Из искренних эмоций рождается инстинктивная правда. Текст и посыл песни In The Air Tonight, которые я позднее одобрил, были явно чем-то большим, чем просто суммой их частей. «Я ждал этого момента всю свою жизнь, о боже…» Это все исходило из подсознания, из глубины души. Эти слова ложились на музыку. В куплетах есть небольшая история, но она не была до краев наполнена злостью, это точно. И этот текст был изучен многими-многими людьми множество раз. Один парень как-то подарил мне диссертацию, которую он написал, обучаясь в колледже; в ней он анализировал, сколько раз я использовал слово the[38]. Некоторые люди развивали всевозможные конспирологические теории на тему того, реально ли я видел тонущего человека.
Что я хотел сказать песней In The Air Tonight? Я хотел сказать, что продолжаю жить или хотя бы пытаюсь это делать.
или О том, как несколько мелодий, придуманных в моей спальне, превратились в несколько проданных пластинок
Что подумали Тони и Майк о моей самодельной песне?

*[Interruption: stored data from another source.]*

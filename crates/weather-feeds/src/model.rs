use std::fmt;
use std::str::FromStr;

use chrono::{DateTime, NaiveDate, Utc};
use serde::{Serialize, Serializer};

use crate::na;

pub const SENTINEL_NOT_SUPPORTED: &str = "sNotSupported";
pub const SENTINEL_INVALID: &str = "sInvalid";
pub const PERCENT_NONE: &str = "None";
pub const WIND_CALM: &str = "Calm";

/// One datum of a forecast period. A feed either supplied a usable value,
/// never carries the datum at all, or supplied an NA marker / garbage.
#[derive(Debug, Clone, PartialEq, Default)]
pub enum Field<T> {
    Value(T),
    #[default]
    NotSupported,
    Invalid,
}

impl<T> Field<T> {
    pub fn value(&self) -> Option<&T> {
        match self {
            Field::Value(value) => Some(value),
            _ => None,
        }
    }

    pub fn into_value(self) -> Option<T> {
        match self {
            Field::Value(value) => Some(value),
            _ => None,
        }
    }

    pub fn is_value(&self) -> bool {
        matches!(self, Field::Value(_))
    }

    pub fn map<U, F: FnOnce(T) -> U>(self, f: F) -> Field<U> {
        match self {
            Field::Value(value) => Field::Value(f(value)),
            Field::NotSupported => Field::NotSupported,
            Field::Invalid => Field::Invalid,
        }
    }

    /// `Value` for `Some`, `Invalid` for `None`.
    pub fn or_invalid(value: Option<T>) -> Self {
        value.map_or(Field::Invalid, Field::Value)
    }
}

impl Field<String> {
    /// Text leaf with NA substitution.
    pub fn text(raw: &str) -> Self {
        match na::available(raw) {
            Some(value) => Field::Value(value.to_string()),
            None => Field::Invalid,
        }
    }
}

impl<T: FromStr> Field<T> {
    /// Typed leaf: NA markers and unparseable text both become `Invalid`.
    pub fn parse(raw: &str) -> Self {
        na::available(raw)
            .and_then(|value| value.trim().parse::<T>().ok())
            .map_or(Field::Invalid, Field::Value)
    }
}

impl<T: Serialize> Serialize for Field<T> {
    fn serialize<S: Serializer>(&self, serializer: S) -> Result<S::Ok, S::Error> {
        match self {
            Field::Value(value) => value.serialize(serializer),
            Field::NotSupported => serializer.serialize_str(SENTINEL_NOT_SUPPORTED),
            Field::Invalid => serializer.serialize_str(SENTINEL_INVALID),
        }
    }
}

#[derive(Debug, Clone, Copy, PartialEq, Eq, Hash, Default, Serialize)]
pub enum Units {
    Metric,
    #[default]
    Standard,
}

impl Units {
    pub fn as_str(self) -> &'static str {
        match self {
            Units::Metric => "Metric",
            Units::Standard => "Standard",
        }
    }

    pub fn is_metric(self) -> bool {
        self == Units::Metric
    }
}

impl fmt::Display for Units {
    fn fmt(&self, f: &mut fmt::Formatter<'_>) -> fmt::Result {
        f.write_str(self.as_str())
    }
}

impl FromStr for Units {
    type Err = String;

    fn from_str(value: &str) -> Result<Self, Self::Err> {
        match value.trim().to_ascii_lowercase().as_str() {
            "metric" | "m" => Ok(Units::Metric),
            "standard" | "imperial" | "s" => Ok(Units::Standard),
            other => Err(format!("unknown units: {other}")),
        }
    }
}

#[derive(Debug, Clone, Copy, PartialEq, Eq, Default, Serialize)]
pub enum PeriodKind {
    #[default]
    Current,
    Day,
    Night,
}

impl PeriodKind {
    pub fn as_str(self) -> &'static str {
        match self {
            PeriodKind::Current => "Current",
            PeriodKind::Day => "Day",
            PeriodKind::Night => "Night",
        }
    }

    /// 12-hour feeds number their periods from a day: even is Day.
    pub fn from_parity(index: u32) -> Self {
        if index % 2 == 0 {
            PeriodKind::Day
        } else {
            PeriodKind::Night
        }
    }
}

#[derive(Debug, Clone, Copy, PartialEq, Eq, Default, Serialize)]
pub enum PrecipType {
    Rain,
    Snow,
    #[default]
    None,
}

impl PrecipType {
    pub fn as_str(self) -> &'static str {
        match self {
            PrecipType::Rain => "Rain",
            PrecipType::Snow => "Snow",
            PrecipType::None => "None",
        }
    }
}

#[derive(Debug, Clone, Copy, PartialEq, Eq, Hash, Serialize)]
pub enum FeedSource {
    Wu,
    Nws,
    Owm,
}

impl FeedSource {
    /// Namespace prefix in the persisted key/value form.
    pub fn as_str(self) -> &'static str {
        match self {
            FeedSource::Wu => "WU",
            FeedSource::Nws => "NWS",
            FeedSource::Owm => "OWM",
        }
    }
}

impl FromStr for FeedSource {
    type Err = String;

    fn from_str(value: &str) -> Result<Self, Self::Err> {
        match value.trim().to_ascii_uppercase().as_str() {
            "WU" => Ok(FeedSource::Wu),
            "NWS" => Ok(FeedSource::Nws),
            "OWM" => Ok(FeedSource::Owm),
            other => Err(format!("unknown feed source: {other}")),
        }
    }
}

/// One Day, Night or Current slice of weather data.
#[derive(Debug, Clone, PartialEq, Default, Serialize)]
pub struct ForecastPeriod {
    pub kind: PeriodKind,
    pub date: Field<NaiveDate>,
    pub title: Field<String>,
    pub temperature: Field<f64>,
    /// Canonical condition code in `-1..=47`.
    pub code: i32,
    pub condition: Field<String>,
    pub description: Field<String>,
    pub icon_name: Field<String>,
    pub humidity: Field<String>,
    pub precip_probability: Field<i32>,
    pub precip_accumulation: Field<String>,
    pub precip_type: PrecipType,
    pub cloud_cover: Field<String>,
    pub wind_speed: Field<f64>,
    pub wind_gust: Field<f64>,
    pub wind_degrees: Field<i32>,
    pub wind_direction: Field<String>,
    pub dew_point: Field<f64>,
    pub feels_like: Field<f64>,
    pub pressure: Field<String>,
    pub pressure_trend: Field<String>,
    pub moon_phase: Field<u8>,
    pub sunrise: Field<String>,
    pub sunset: Field<String>,
    pub day_start: Field<DateTime<Utc>>,
    pub day_end: Field<DateTime<Utc>>,
    pub uv_index: Field<f64>,
    pub visibility: Field<f64>,
}

impl ForecastPeriod {
    pub fn new(kind: PeriodKind) -> Self {
        Self {
            kind,
            code: crate::condition::UNKNOWN_CODE,
            ..Self::default()
        }
    }

    /// Both daylight bounds, when the feed supplied them.
    pub fn daylight(&self) -> Option<(DateTime<Utc>, DateTime<Utc>)> {
        Some((*self.day_start.value()?, *self.day_end.value()?))
    }
}

/// A calendar day's pair of periods; either half may be missing.
#[derive(Debug, Clone, PartialEq, Default, Serialize)]
pub struct LongRangeForecast {
    pub day: Option<ForecastPeriod>,
    pub night: Option<ForecastPeriod>,
}

#[derive(Debug, Clone, Copy, PartialEq, Eq, Default, Serialize)]
pub enum AlertRegion {
    #[default]
    Us,
    European,
}

impl AlertRegion {
    pub fn as_str(self) -> &'static str {
        match self {
            AlertRegion::Us => "US",
            AlertRegion::European => "European",
        }
    }
}

#[derive(Debug, Clone, PartialEq, Eq, Default, Serialize)]
pub struct Alert {
    pub region: AlertRegion,
    pub starts: String,
    pub expires: String,
    pub title: String,
    pub subtitle: String,
    pub message: String,
    pub detail: String,
    pub attribution: String,
}

#[derive(Debug, Clone, PartialEq, Eq, Default, Serialize)]
pub struct AlertSet {
    pub alerts: Vec<Alert>,
    /// Change-detection hash; `None` when the document carried no alerts
    /// section at all.
    pub identifier: Option<i32>,
}

#[derive(Debug, Clone, Copy, PartialEq, Eq, Serialize)]
pub struct PeriodRange {
    pub start: u32,
    pub end: u32,
}

impl PeriodRange {
    pub fn include(range: Option<Self>, index: u32) -> Self {
        match range {
            Some(range) => Self {
                start: range.start.min(index),
                end: range.end.max(index),
            },
            None => Self {
                start: index,
                end: index,
            },
        }
    }
}

/// Everything one successful fetch produced for a location.
#[derive(Debug, Clone, PartialEq, Serialize)]
pub struct ForecastSet {
    pub source: FeedSource,
    pub location_name: Field<String>,
    pub timezone: Field<String>,
    pub current: ForecastPeriod,
    pub forecasts: Vec<LongRangeForecast>,
    pub alerts: AlertSet,
    pub period_range: Option<PeriodRange>,
    pub recorded_at: Option<DateTime<Utc>>,
    pub fetched_at: Option<DateTime<Utc>>,
}

impl ForecastSet {
    pub fn new(source: FeedSource) -> Self {
        Self {
            source,
            location_name: Field::NotSupported,
            timezone: Field::NotSupported,
            current: ForecastPeriod::new(PeriodKind::Current),
            forecasts: Vec::new(),
            alerts: AlertSet::default(),
            period_range: None,
            recorded_at: None,
            fetched_at: None,
        }
    }
}

/// `"65%"` for a positive percentage, `"None"` for zero.
pub fn format_percent(value: i64) -> String {
    if value == 0 {
        PERCENT_NONE.to_string()
    } else {
        format!("{value}%")
    }
}
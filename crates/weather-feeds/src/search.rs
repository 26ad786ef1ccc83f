//! Location search against the OpenWeatherMap geocoding endpoints.

use std::str::FromStr;

use serde::Deserialize;
use tracing::debug;

use crate::error::FeedError;
use crate::location::{Coordinates, Location};
use crate::model::Units;
use crate::providers::{FeedFetcher, openweathermap};

const POSTAL_PREFIX_CHARS: usize = 3;

#[derive(Debug, Clone, Copy, PartialEq, Eq, Default)]
pub enum SearchKind {
    #[default]
    Name,
    Zip,
    Postal,
}

impl FromStr for SearchKind {
    type Err = String;

    fn from_str(value: &str) -> Result<Self, Self::Err> {
        match value.trim().to_ascii_lowercase().as_str() {
            "name" => Ok(SearchKind::Name),
            "zip" => Ok(SearchKind::Zip),
            "postal" => Ok(SearchKind::Postal),
            other => Err(format!("unknown search kind: {other}")),
        }
    }
}

#[derive(Debug, Clone, PartialEq, Eq)]
pub struct LocationQuery {
    pub kind: SearchKind,
    pub phrase: String,
    /// Two-letter country code.
    pub country: Option<String>,
}

impl LocationQuery {
    pub fn new(kind: SearchKind, phrase: impl Into<String>, country: Option<String>) -> Self {
        let country = country
            .map(|code| code.trim().to_ascii_uppercase())
            .filter(|code| !code.is_empty());
        let phrase: String = phrase.into();
        Self {
            kind,
            phrase: phrase.trim().to_string(),
            country,
        }
    }

    fn qualified(&self, phrase: &str) -> String {
        match &self.country {
            Some(country) => format!("{phrase},{country}"),
            None => phrase.to_string(),
        }
    }

    pub fn url(&self, api_key: &str) -> Result<String, FeedError> {
        if self.phrase.is_empty() {
            return Err(FeedError::Configuration("search phrase is empty".to_string()));
        }

        match self.kind {
            SearchKind::Name => openweathermap::geo_direct_url(&self.qualified(&self.phrase), api_key),
            SearchKind::Zip => openweathermap::geo_zip_url(&self.qualified(&self.phrase), api_key),
            SearchKind::Postal => {
                if self.country.is_none() {
                    return Err(FeedError::Configuration("Postal needs Country".to_string()));
                }
                let prefix: String = self.phrase.chars().take(POSTAL_PREFIX_CHARS).collect();
                openweathermap::geo_zip_url(&self.qualified(&prefix), api_key)
            }
        }
    }
}

#[derive(Debug, Clone, Deserialize)]
struct GeoResult {
    name: Option<String>,
    country: Option<String>,
    lat: Option<f64>,
    lon: Option<f64>,
}

#[derive(Debug, Clone, PartialEq)]
pub struct SearchResult {
    pub name: String,
    pub country: String,
    pub coordinates: Coordinates,
}

impl SearchResult {
    pub fn into_location(self, units: Units) -> Location {
        Location::new(self.name, self.country, self.coordinates, units)
    }
}

/// Name searches answer with an array, zip and postal searches with a
/// single object. Entries without coordinates are dropped.
pub fn parse_results(kind: SearchKind, body: &[u8]) -> Result<Vec<SearchResult>, FeedError> {
    let invalid = |error: serde_json::Error| FeedError::Format(format!("geocoding payload: {error}"));
    let raw: Vec<GeoResult> = match kind {
        SearchKind::Name => serde_json::from_slice(body).map_err(invalid)?,
        SearchKind::Zip | SearchKind::Postal => vec![serde_json::from_slice(body).map_err(invalid)?],
    };

    Ok(raw
        .into_iter()
        .filter_map(|result| {
            let coordinates = Coordinates::new(result.lat?, result.lon?);
            Some(SearchResult {
                name: result.name.unwrap_or_default(),
                country: result.country.unwrap_or_default(),
                coordinates,
            })
        })
        .collect())
}

pub fn search<F: FeedFetcher>(
    fetcher: &F,
    query: &LocationQuery,
    api_key: &str,
    units: Units,
) -> Result<Vec<Location>, FeedError> {
    let url = query.url(api_key)?;
    let body = fetcher.fetch(&url)?;
    let results = parse_results(query.kind, &body)?;
    debug!(kind = ?query.kind, found = results.len(), "location search finished");
    Ok(results
        .into_iter()
        .map(|result| result.into_location(units))
        .collect())
}

#[cfg(test)]
mod tests {
    use std::cell::RefCell;

    use super::*;
    use crate::providers::ProviderError;

    struct FakeFetcher {
        body: &'static [u8],
        requested: RefCell<Vec<String>>,
    }

    impl FeedFetcher for FakeFetcher {
        fn fetch(&self, url: &str) -> Result<Vec<u8>, ProviderError> {
            self.requested.borrow_mut().push(url.to_string());
            Ok(self.body.to_vec())
        }
    }

    #[test]
    fn name_search_appends_country_and_limit() {
        let query = LocationQuery::new(SearchKind::Name, " Springfield ", Some("us".to_string()));
        let url = query.url("KEY").expect("url");
        assert_eq!(
            url,
            "https://api.openweathermap.org/geo/1.0/direct?q=Springfield%2CUS&limit=5&appid=KEY"
        );
    }

    #[test]
    fn postal_search_uses_prefix_and_requires_country() {
        let query = LocationQuery::new(SearchKind::Postal, "K1A 0B1", Some("CA".to_string()));
        assert_eq!(
            query.url("KEY").expect("url"),
            "https://api.openweathermap.org/geo/1.0/zip?zip=K1A%2CCA&appid=KEY"
        );

        let missing = LocationQuery::new(SearchKind::Postal, "K1A 0B1", None);
        assert_eq!(
            missing.url("KEY").expect_err("country required"),
            FeedError::Configuration("Postal needs Country".to_string())
        );
    }

    #[test]
    fn name_results_without_coordinates_are_dropped() {
        let body = br#"[
            {"name":"Springfield","country":"US","lat":39.8,"lon":-89.64,"state":"Illinois"},
            {"name":"Nowhere","country":"US"}
        ]"#;
        let results = parse_results(SearchKind::Name, body).expect("results");
        assert_eq!(results.len(), 1);
        assert_eq!(results[0].name, "Springfield");
        assert_eq!(results[0].coordinates, Coordinates::new(39.8, -89.64));
    }

    #[test]
    fn zip_results_are_single_objects() {
        let body = br#"{"zip":"64105","name":"Kansas City","lat":39.1,"lon":-94.58,"country":"US"}"#;
        let results = parse_results(SearchKind::Zip, body).expect("results");
        assert_eq!(results.len(), 1);
        assert!(parse_results(SearchKind::Name, body).is_err());
    }

    #[test]
    fn search_builds_locations_with_requested_units() {
        let fetcher = FakeFetcher {
            body: br#"{"name":"Kansas City","lat":39.1,"lon":-94.58,"country":"US"}"#,
            requested: RefCell::new(Vec::new()),
        };
        let query = LocationQuery::new(SearchKind::Zip, "64105", None);
        let locations = search(&fetcher, &query, "KEY", Units::Metric).expect("search");

        assert_eq!(locations.len(), 1);
        assert_eq!(locations[0].id(), "801127616");
        assert_eq!(locations[0].units(), Units::Metric);
        assert_eq!(fetcher.requested.borrow().len(), 1);
    }
}
use std::collections::HashMap;
use std::path::PathBuf;

use crate::icons::DEFAULT_ICON_SET;

pub const DEFAULT_UPDATE_INTERVAL_SECS: u64 = 30 * 60;
pub const DEFAULT_UPSTREAM_TTL_SECS: u64 = 0;

pub const STATE_DIR_ENV: &str = "WEATHER_FEEDS_STATE_DIR";
pub const UPDATE_INTERVAL_SECS_ENV: &str = "WEATHER_FEEDS_UPDATE_INTERVAL_SECS";
pub const UPSTREAM_TTL_SECS_ENV: &str = "WEATHER_FEEDS_UPSTREAM_TTL_SECS";
pub const API_KEY_ENV: &str = "WEATHER_FEEDS_API_KEY";
pub const SHARED_KEY_ENV: &str = "WEATHER_FEEDS_SHARED_KEY";
pub const TESTING_ENV: &str = "WEATHER_FEEDS_TESTING";
pub const ROOT_ENV: &str = "WEATHER_FEEDS_ROOT";
pub const ICON_SET_ENV: &str = "WEATHER_FEEDS_ICON_SET";
pub const LOG_ENV: &str = "WEATHER_FEEDS_LOG";
const HOME_ENV: &str = "HOME";

pub const PROVIDER_TIMEOUT_SECS: u64 = 5;
pub const PROVIDER_RETRY_MAX_ATTEMPTS: usize = 2;
pub const PROVIDER_RETRY_BASE_BACKOFF_MS: u64 = 200;

/// API keys available to the update path.
#[derive(Debug, Clone, Default, PartialEq, Eq)]
pub struct Credentials {
    /// Key the user configured; updates are unrestricted.
    pub user_key: Option<String>,
    /// Fallback key; each location gets one fetch before further updates
    /// are disallowed.
    pub shared_key: Option<String>,
    /// Lifts the shared-key restriction.
    pub testing: bool,
}

impl Credentials {
    pub fn has_user_key(&self) -> bool {
        self.user_key.is_some()
    }

    /// The key a fetch should use: the user's, else the shared one.
    pub fn effective_key(&self) -> Option<&str> {
        self.user_key.as_deref().or(self.shared_key.as_deref())
    }
}

#[derive(Debug, Clone, PartialEq, Eq)]
pub struct RuntimeConfig {
    pub state_dir: PathBuf,
    pub weather_root: PathBuf,
    pub update_interval_secs: u64,
    pub upstream_ttl_secs: u64,
    pub credentials: Credentials,
    pub icon_set: String,
}

impl RuntimeConfig {
    pub fn from_env() -> Self {
        Self::from_pairs(std::env::vars())
    }

    pub(crate) fn from_pairs<I, K, V>(pairs: I) -> Self
    where
        I: IntoIterator<Item = (K, V)>,
        K: Into<String>,
        V: Into<String>,
    {
        let map: HashMap<String, String> = pairs
            .into_iter()
            .map(|(k, v)| (k.into(), v.into()))
            .collect();

        let state_dir = resolve_path(&map, STATE_DIR_ENV)
            .unwrap_or_else(|| std::env::temp_dir().join("nils-weather-feeds"));
        let weather_root = resolve_path(&map, ROOT_ENV).unwrap_or_else(|| state_dir.clone());

        Self {
            weather_root,
            state_dir,
            update_interval_secs: resolve_secs(&map, UPDATE_INTERVAL_SECS_ENV)
                .filter(|value| *value > 0)
                .unwrap_or(DEFAULT_UPDATE_INTERVAL_SECS),
            upstream_ttl_secs: resolve_secs(&map, UPSTREAM_TTL_SECS_ENV)
                .unwrap_or(DEFAULT_UPSTREAM_TTL_SECS),
            credentials: Credentials {
                user_key: non_empty(&map, API_KEY_ENV),
                shared_key: non_empty(&map, SHARED_KEY_ENV),
                testing: non_empty(&map, TESTING_ENV).is_some_and(|value| is_truthy(&value)),
            },
            icon_set: non_empty(&map, ICON_SET_ENV).unwrap_or_else(|| DEFAULT_ICON_SET.to_string()),
        }
    }

    pub fn registry_path(&self) -> PathBuf {
        self.state_dir.join("locations.properties")
    }

    pub fn forecasts_dir(&self) -> PathBuf {
        self.state_dir.join("forecasts")
    }

    pub fn forecast_path(&self, location_id: &str) -> PathBuf {
        self.forecasts_dir()
            .join(format!("{location_id}.properties"))
    }
}

fn non_empty(env_map: &HashMap<String, String>, key: &str) -> Option<String> {
    env_map
        .get(key)
        .map(|value| value.trim())
        .filter(|value| !value.is_empty())
        .map(str::to_string)
}

fn resolve_path(env_map: &HashMap<String, String>, key: &str) -> Option<PathBuf> {
    let home = env_map.get(HOME_ENV).map(String::as_str);
    non_empty(env_map, key)
        .map(|value| expand_home_path(&value, home))
        .map(PathBuf::from)
}

fn resolve_secs(env_map: &HashMap<String, String>, key: &str) -> Option<u64> {
    non_empty(env_map, key).and_then(|value| value.parse::<u64>().ok())
}

fn is_truthy(value: &str) -> bool {
    matches!(
        value.to_ascii_lowercase().as_str(),
        "1" | "true" | "yes" | "on"
    )
}

fn expand_home_path(raw: &str, home: Option<&str>) -> String {
    let trimmed = raw.trim();
    let Some(home) = home.map(str::trim).filter(|value| !value.is_empty()) else {
        return trimmed.to_string();
    };

    let home = home.trim_end_matches('/');
    let mut expanded = trimmed.replace("$HOME", home);

    if expanded == "~" {
        expanded = home.to_string();
    } else if let Some(rest) = expanded.strip_prefix("~/") {
        expanded = format!("{home}/{rest}");
    }

    expanded
}

#[derive(Debug, Clone, Copy, PartialEq, Eq)]
pub struct RetryPolicy {
    pub max_attempts: usize,
    pub base_backoff_ms: u64,
}

impl Default for RetryPolicy {
    fn default() -> Self {
        Self {
            max_attempts: PROVIDER_RETRY_MAX_ATTEMPTS,
            base_backoff_ms: PROVIDER_RETRY_BASE_BACKOFF_MS,
        }
    }
}

impl RetryPolicy {
    pub fn backoff_for_attempt(self, attempt: usize) -> u64 {
        if attempt <= 1 {
            return 0;
        }

        let shift = (attempt - 2).min(8);
        self.base_backoff_ms.saturating_mul(1_u64 << shift)
    }
}

#[cfg(test)]
mod tests {
    use super::*;

    #[test]
    fn config_defaults_use_temp_state_dir() {
        let config = RuntimeConfig::from_pairs(Vec::<(String, String)>::new());
        assert!(config.state_dir.ends_with("nils-weather-feeds"));
        assert_eq!(config.weather_root, config.state_dir);
        assert_eq!(config.update_interval_secs, 1800);
        assert_eq!(config.upstream_ttl_secs, 0);
        assert_eq!(config.credentials, Credentials::default());
        assert_eq!(config.icon_set, "Gemstone");
    }

    #[test]
    fn config_expands_home_prefix_for_state_dir() {
        let config = RuntimeConfig::from_pairs(vec![
            (HOME_ENV, "/tmp/home"),
            (STATE_DIR_ENV, "~/.local/state/weather"),
            (ROOT_ENV, "$HOME/weather"),
        ]);

        assert_eq!(config.state_dir, PathBuf::from("/tmp/home/.local/state/weather"));
        assert_eq!(config.weather_root, PathBuf::from("/tmp/home/weather"));
        assert_eq!(
            config.forecast_path("42"),
            PathBuf::from("/tmp/home/.local/state/weather/forecasts/42.properties")
        );
    }

    #[test]
    fn config_ignores_zero_or_garbage_interval() {
        let config = RuntimeConfig::from_pairs(vec![(UPDATE_INTERVAL_SECS_ENV, "0")]);
        assert_eq!(config.update_interval_secs, DEFAULT_UPDATE_INTERVAL_SECS);

        let config = RuntimeConfig::from_pairs(vec![
            (UPDATE_INTERVAL_SECS_ENV, "soon"),
            (UPSTREAM_TTL_SECS_ENV, "3600"),
        ]);
        assert_eq!(config.update_interval_secs, DEFAULT_UPDATE_INTERVAL_SECS);
        assert_eq!(config.upstream_ttl_secs, 3600);
    }

    #[test]
    fn credentials_prefer_user_key() {
        let config = RuntimeConfig::from_pairs(vec![
            (API_KEY_ENV, " user-key "),
            (SHARED_KEY_ENV, "shared-key"),
            (TESTING_ENV, "Yes"),
        ]);
        assert!(config.credentials.has_user_key());
        assert_eq!(config.credentials.effective_key(), Some("user-key"));
        assert!(config.credentials.testing);

        let shared_only = Credentials {
            shared_key: Some("shared-key".to_string()),
            ..Credentials::default()
        };
        assert_eq!(shared_only.effective_key(), Some("shared-key"));
        assert!(!shared_only.has_user_key());
    }

    #[test]
    fn retry_backoff_doubles_after_second_attempt() {
        let policy = RetryPolicy::default();
        assert_eq!(policy.backoff_for_attempt(1), 0);
        assert_eq!(policy.backoff_for_attempt(2), 200);
        assert_eq!(policy.backoff_for_attempt(3), 400);
    }
}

Позволил ли я им использовать In The Air Tonight в новом альбоме Genesis, который будет назван Duke и выйдет в 1980 году? Получилось ли у меня в конце концов сделать что-то сольно?
Пока ничего не было ясно. Моя звукозаписывающая работа в 1979 году была завершена. Эти песни я записал совершенно непрофессионально, но демоверсии были готовы. За тот год, в течение которого мы втроем записывались отдельно, Майк и Тони завершили свои первые сольные проекты – Smallcreep’s Day и A Curious Feeling соответственно, – и им не терпелось начать новый альбом Genesis. Что меня радовало – на тот момент я и не думал назвать свою подборку сырых демоверсий альбомом. Но одно я знал точно: это самые личные песни, которые я когда-либо писал, они были созданы посреди обломков моей семейной жизни. В общем, когда мы начали работу над Duke в конце семидесятых, я все еще немного своих песен стеснялся.
Я предложил записывать новый альбом во второй большой спальне «Олд Крофта», и Майк с Тони без возражений приняли мое приглашение. Но, собравшись вместе, мы поняли, что идей для песен группы ни у кого не было. Не считая парочки наработок, Тони и Майк использовали весь хороший материал в своих альбомах, то есть их сольный период прошел для Genesis отлично. Мы испытали огромное облегчение, и атмосфера разрядилась. Раньше Тони приходил с уже завершенной, записанной песней и начинал давить ею на нас: «Вот песня, которую я написал, и я хочу, чтобы Genesis двигался именно в этом направлении». Конечно, он говорил не так, но это подразумевалось.
Мы втроем поговорили и решили: все, что мы записали во время сольного периода, каждый оставит у себя для своих будущих проектов. А все незаконченное, но многообещающее мы будем использовать в новом альбоме группы.
Майк предложил парочку действительно мощных песен – Man of Our Times и Alone Tonight; Тони не отставал от него со своими Cul-de-Sac и Heathaze. Я сыграл им шесть демоверсий, и они сказали: «Вот эти две отличные: Misunderstanding и Please Don’t Ask. В первой они чувствовали что-то от Beach Boys, которые им нравились. Вторая была очень личной, там я по-своему переделал разговорную фабулу песни Дэвида Эклза Down River. Я не думал, что группе она понравится, ведь она была очень глубокой и совсем не была похожа на то, что Genesis делал до этого.